[Opening Stored data section]

//! # Error Taxonomy
//!
//! Every failure in the analysis workflow is a [`CalorieError`]. The variants
//! follow how a failure should be presented rather than where it came from:
//!
//! - **Config**: fatal and pre-flight. A missing API key blocks every
//!   analysis attempt and is shown persistently.
//! - **Input**: recoverable and local. Wrong file type, nothing selected,
//!   camera denied/absent/unavailable.
//! - **Encoding**: the selected image could not be read.
//! - **Transport**: the model call failed, including the invalid-key case.
//! - **Format**: the model answered, but not with a valid list of food items.
//! - **Auth** / **Storage**: the access layer (accounts, view counter).
//!
//! Recoverable errors clear on the next user action. Nothing is retried
//! automatically.
//!
//! ## Usage
//!
//! ```rust
//! use calorie_lens::error::{CalorieError, HasSeverity, ErrorSeverity, classify};
//!
//! let error = CalorieError::missing_api_key();
//! assert!(classify::is_fatal(&error));
//! assert_eq!(error.severity(), ErrorSeverity::Fatal);
//!
//! let error = CalorieError::no_image();
//! assert!(classify::clears_on_next_action(&error));
//! ```

use std::{error::Error as StdError, fmt, path::PathBuf, time::SystemTime};

use food_parse::ParseError;

use crate::capture::CameraError;

/// Severity levels for errors
#[derive(Debug, Clone, Copy, PartialEq, Eq, PartialOrd, Ord)]
pub enum ErrorSeverity {
    /// Degraded but non-blocking (e.g. the view counter is unreachable)
    Warning,
    /// The current action failed; the next action may succeed
    Error,
    /// Nothing can succeed until configuration changes
    Fatal,
}

/// Metadata about when and where an error occurred
#[derive(Debug, Clone)]
pub struct ErrorContext {
    /// When the error occurred
    pub timestamp: SystemTime,
    /// The operation being performed when the error occurred
    pub operation: Option<String>,
    /// Suggested recovery action shown next to the message
    pub recovery_suggestion: Option<String>,
    /// Error severity level
    pub severity: ErrorSeverity,
}

impl Default for ErrorContext {
    fn default() -> Self {
        Self {
            timestamp: SystemTime::now(),
            operation: None,
            recovery_suggestion: None,
            severity: ErrorSeverity::Error,
        }
    }
}

impl ErrorContext {
    pub fn new() -> Self {
        Self::default()
    }

    pub fn with_operation(mut self, operation: impl Into<String>) -> Self {
        self.operation = Some(operation.into());
        self
    }

    pub fn with_recovery_suggestion(mut self, suggestion: impl Into<String>) -> Self {
        self.recovery_suggestion = Some(suggestion.into());
        self
    }

    pub fn with_severity(mut self, severity: ErrorSeverity) -> Self {
        self.severity = severity;
        self
    }
}

/// What went wrong with the user's input.
#[derive(Debug, Clone, Copy, PartialEq, Eq)]
pub enum InputErrorKind {
    /// Selected file is not JPEG, PNG, WEBP or GIF
    InvalidMediaType,
    /// Analysis requested with nothing selected or captured
    NoImage,
    /// The user or system refused access to the camera
    CameraPermissionDenied,
    /// No camera is present
    CameraNotFound,
    /// A camera exists but could not be used
    CameraUnavailable,
    /// "Take photo" without a live camera, or the frame could not be frozen
    CaptureFailed,
}

/// How the model call failed.
#[derive(Debug, Clone, Copy, PartialEq, Eq)]
pub enum TransportErrorKind {
    /// The endpoint rejected the API key
    InvalidCredential,
    /// Network error, non-success status, or a refusal from the model
    Request,
    /// Failure with no usable cause
    Unknown,
}

/// Base error type for the calorie analysis workflow
#[derive(Debug)]
pub enum CalorieError {
    /// Configuration errors, including a missing API key
    Config {
        field: String,
        reason: String,
        context: ErrorContext,
    },
    /// Problems with the image the user supplied or tried to capture
    Input {
        kind: InputErrorKind,
        reason: String,
        context: ErrorContext,
    },
    /// Reading the image bytes failed
    Encoding {
        path: Option<PathBuf>,
        source: std::io::Error,
        context: ErrorContext,
    },
    /// The model call failed
    Transport {
        kind: TransportErrorKind,
        reason: String,
        source: Option<Box<dyn StdError + Send + Sync>>,
        context: ErrorContext,
    },
    /// The model response is not a valid list of food items
    Format {
        source: ParseError,
        context: ErrorContext,
    },
    /// Authentication errors
    Auth {
        operation: String,
        reason: String,
        context: ErrorContext,
    },
    /// Local persistence errors (accounts, view counter)
    Storage {
        resource: String,
        reason: String,
        context: ErrorContext,
    },
}
//! # Image Encoder
//!
//! Converts an [`ImageSource`] into the transport form the model endpoint
//! expects: standard base64 (padded, no `data:` URI prefix) plus the declared
//! media type.

use base64::{Engine as _, engine::general_purpose};
use tracing::debug;

use crate::capture::{ImageSource, MediaType};
use crate::error::{CalorieError, CalorieResult};

/// Binary image content as a transport-safe string plus its media type.
#[derive(Debug, Clone, PartialEq, Eq)]
pub struct EncodedImage {
    pub data: String,
    pub media_type: MediaType,
}

impl EncodedImage {
    /// Size of the encoded payload in bytes.
    pub fn payload_len(&self) -> usize {
        self.data.len()
    }
}

/// Encodes raw bytes. Deterministic and infallible.
pub fn encode_bytes(bytes: &[u8], media_type: MediaType) -> EncodedImage {
    EncodedImage {
        data: general_purpose::STANDARD.encode(bytes),
        media_type,
    }
}

/// Encodes an acquired image, reading file-backed sources from disk.
///
/// # Errors
///
/// Returns [`CalorieError::Encoding`] if the file cannot be read.
pub async fn encode_source(source: &ImageSource) -> CalorieResult<EncodedImage> {
    let encoded = match source {
        ImageSource::File { path, media_type } => {
            let bytes = tokio::fs::read(path)
                .await
                .map_err(|e| CalorieError::encoding(Some(path.clone()), e))?;
            encode_bytes(&bytes, *media_type)
        }
        ImageSource::Still { bytes, media_type } => encode_bytes(bytes, *media_type),
    };

    debug!(
        source = %source.describe(),
        encoded_len = encoded.payload_len(),
        "image encoded"
    );
    Ok(encoded)
}
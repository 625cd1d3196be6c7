// # Capture Module
//
// Image acquisition: declared media types, the image sources a session can
// hold, and the camera abstraction with its owned handle.

pub mod camera;
pub mod media;
pub mod source;

pub use camera::{CameraDevice, CameraError, CameraHandle, ImageFileCamera, Resolution, VideoStream};
pub use media::MediaType;
pub use source::ImageSource;
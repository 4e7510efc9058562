use cabcarbon_core::report::{fleet_title, format_thousands};
use cabcarbon_core::Fleet;
use cabcarbon_warehouse::Warehouse;
use tracing::{error, info_span};

use crate::error::CliError;

use super::StageReport;

pub fn run(warehouse: &Warehouse, fleets: &[Fleet]) -> Result<StageReport, CliError> {
    let _stage = info_span!("stage", name = "transform").entered();
    let mut report = StageReport::new("transform");

    match warehouse.build_transformed(fleets) {
        Ok(result) => {
            for entry in &result.fleets {
                report.line(format!(
                    "{}: {} trips with CO2 estimates",
                    fleet_title(entry.fleet),
                    format_thousands(entry.rows)
                ));
                report.fleets.push(entry.fleet);
            }
            for &fleet in &result.skipped {
                report.line(format!(
                    "{}: skipped, no clean trips or emissions factor",
                    fleet_title(fleet)
                ));
            }
            report.data = serde_json::to_value(&result)?;
        }
        Err(failure) => {
            error!(error = %failure, "building transformed table failed");
            report.fail(failure.to_string());
        }
    }

    let produced = !report.fleets.is_empty();
    Ok(report.finish(produced))
}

[Closing Stored data section]

### Task instructions:
In the listing above, find the line containing "self.operation = Some(operation.into());" and the line containing "the user's input.", then quote both, plus every line between them, exactly as written.

### Exercise result:
        self.operation = Some(operation.into());
        self
    }

    pub fn with_recovery_suggestion(mut self, suggestion: impl Into<String>) -> Self {
        self.recovery_suggestion = Some(suggestion.into());
        self
    }

    pub fn with_severity(mut self, severity: ErrorSeverity) -> Self {
        self.severity = severity;
        self
    }
}

/// What went wrong with the user's input.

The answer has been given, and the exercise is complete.